First ~3 weeks in a brooder — a warm, draft-free box with a heat lamp/plate, dry bedding, and free-choice feed and water. Once feathered, move them out to a floorless chicken tractor on pasture. Move the tractor daily (twice a day near the end) onto fresh grass — they grow fast and foul ground quickly.

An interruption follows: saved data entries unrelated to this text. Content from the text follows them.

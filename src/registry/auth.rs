//! Capability probe against an upstream's `/v2/` and the proxy-scoped challenge

use crate::error::{ProxyError, Result};
use crate::logging::Logger;
use crate::proxy::context::ProxyRequestContext;
use crate::proxy::routes::Route;
use crate::proxy::transport::{UpstreamTransport, passthrough};
use crate::registry::challenge::AuthChallenge;
use axum::Json;
use axum::http::{HeaderValue, StatusCode, header};
use axum::response::{IntoResponse, Response};
use serde_json::json;

const API_VERSION_HEADER: &str = "docker-distribution-api-version";

/// Outcome of one `GET <upstream>/v2/`
#[derive(Debug)]
pub enum ProbeResult {
    /// Upstream answered 2xx/3xx: readable as-is with the given credentials
    Authenticated(reqwest::Response),
    /// Upstream demands a bearer token from this realm
    ChallengeRequired(AuthChallenge),
    /// Upstream refused for a reason other than missing auth; delivered unchanged
    UpstreamError(reqwest::Response),
}

#[derive(Debug, Clone)]
pub struct AuthProber {
    transport: UpstreamTransport,
    output: Logger,
}

impl AuthProber {
    pub fn new(transport: UpstreamTransport, output: Logger) -> Self {
        Self { transport, output }
    }

    /// Probe the upstream's API root. Only the client's `Authorization`
    /// travels with the probe.
    pub async fn probe(&self, route: &Route, authorization: Option<&HeaderValue>) -> Result<ProbeResult> {
        let url = format!("{}/v2/", route.base());
        self.output.detail(&format!("Probing {}", url));

        let mut request = self.transport.client(true).get(&url);
        if let Some(authorization) = authorization {
            request = request.header(header::AUTHORIZATION, authorization.clone());
        }
        let response = self.transport.send(request, "challenge probe").await?;

        let status = response.status();
        self.output.detail(&format!("Probe status: {}", status));

        if status == StatusCode::UNAUTHORIZED {
            let challenge = challenge_from_headers(response.headers())?;
            self.output.detail(&format!(
                "Upstream challenge: realm={}, service={}",
                challenge.realm, challenge.service
            ));
            return Ok(ProbeResult::ChallengeRequired(challenge));
        }

        if status.is_client_error() || status.is_server_error() {
            self.output
                .warning(&format!("Upstream {} rejected probe with {}", route.base(), status));
            return Ok(ProbeResult::UpstreamError(response));
        }

        Ok(ProbeResult::Authenticated(response))
    }

    /// Answer the client's `/v2/` version check
    pub async fn handle_version_check(&self, ctx: &ProxyRequestContext) -> Result<Response> {
        match self.probe(&ctx.route, ctx.authorization()).await? {
            ProbeResult::ChallengeRequired(challenge) => {
                Ok(challenge_response(&ctx.auth_realm, &challenge.service, None))
            }
            ProbeResult::Authenticated(response) | ProbeResult::UpstreamError(response) => {
                Ok(passthrough(response))
            }
        }
    }
}

/// Pick the Bearer challenge out of a 401's `WWW-Authenticate` headers.
///
/// Registries may list several schemes; the first Bearer one that parses wins.
pub fn challenge_from_headers(headers: &axum::http::HeaderMap) -> Result<AuthChallenge> {
    let mut first_error = None;
    for value in headers.get_all(header::WWW_AUTHENTICATE) {
        let value = match value.to_str() {
            Ok(value) => value,
            Err(_) => {
                first_error.get_or_insert_with(|| {
                    ProxyError::MalformedChallenge("non-ASCII WWW-Authenticate header".to_string())
                });
                continue;
            }
        };
        match AuthChallenge::parse(value) {
            Ok(challenge) => return Ok(challenge),
            Err(e) => {
                first_error.get_or_insert(e);
            }
        }
    }
    Err(first_error.unwrap_or_else(|| {
        ProxyError::MalformedChallenge("401 without WWW-Authenticate header".to_string())
    }))
}

/// The 401 the client sees: same service, but the realm is always ours
pub fn challenge_response(realm: &str, service: &str, scope: Option<&str>) -> Response {
    let body = Json(json!({
        "errors": [{
            "code": "UNAUTHORIZED",
            "message": "authentication required",
            "detail": null,
        }]
    }));
    let mut response = (StatusCode::UNAUTHORIZED, body).into_response();

    let headers = response.headers_mut();
    match HeaderValue::from_str(&AuthChallenge::header_value(realm, service, scope)) {
        Ok(value) => {
            headers.insert(header::WWW_AUTHENTICATE, value);
        }
        Err(_) => {
            return ProxyError::MalformedChallenge(format!(
                "challenge for service '{}' is not a valid header",
                service
            ))
            .into_response();
        }
    }
    headers.insert(API_VERSION_HEADER, HeaderValue::from_static("registry/2.0"));
    response
}

#[cfg(test)]
mod tests {
    use super::*;
    use axum::http::HeaderMap;

    #[test]
    fn test_challenge_response_points_at_proxy() {
        let response = challenge_response(
            "https://docker.mirror.test/v2/auth",
            "registry.docker.io",
            None,
        );
        assert_eq!(response.status(), StatusCode::UNAUTHORIZED);
        let header = response.headers()[header::WWW_AUTHENTICATE].to_str().unwrap();
        assert_eq!(
            header,
            r#"Bearer realm="https://docker.mirror.test/v2/auth",service="registry.docker.io""#
        );
        assert_eq!(response.headers()[API_VERSION_HEADER], "registry/2.0");
    }

    #[test]
    fn test_challenge_from_headers_prefers_bearer() {
        let mut headers = HeaderMap::new();
        headers.append(
            header::WWW_AUTHENTICATE,
            HeaderValue::from_static(r#"Basic realm="legacy""#),
        );
        headers.append(
            header::WWW_AUTHENTICATE,
            HeaderValue::from_static(r#"Bearer realm="https://auth.example.com/token",service="example""#),
        );
        let challenge = challenge_from_headers(&headers).unwrap();
        assert_eq!(challenge.service, "example");
    }

    #[test]
    fn test_challenge_from_headers_without_header_is_malformed() {
        let err = challenge_from_headers(&HeaderMap::new()).unwrap_err();
        assert!(matches!(err, ProxyError::MalformedChallenge(_)));
    }
}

Start chicks so the 8-week grow-out lands in the mild shoulder seasons: a spring batch ready by late May, a fall batch ready by November. Heavy heat-stressed Cornish-cross can die in 100°F afternoons, so a summer batch is a mistake here. Always give shade cloth on the tractor and plenty of cool water.
| When | What |
|---|---|
| Early spring | Order chicks; set up the brooder before they arrive. Weeks 1–3 indoors under heat. |
| Spring weeks 4–8 | On pasture in the tractor, moved daily. Process at ~8 weeks before summer heat. |
| Summer | No birds on the ground — too hot for Cornish-cross. Rest and clean equipment. |
| Early fall | Second batch into the brooder as the worst heat breaks. |
| Fall weeks 4–8 | On pasture; process at ~8 weeks. Freezer restocked before winter. |
Cornish-cross grow so fast they can suffer leg and heart problems and die in heat. Pull feed for ~12 hours overnight (don't free-feed 24/7), keep water cold, and provide shade. Don't push them past 9 weeks — they get too heavy. Brooder dampness causes chilling and losses, so keep bedding dry.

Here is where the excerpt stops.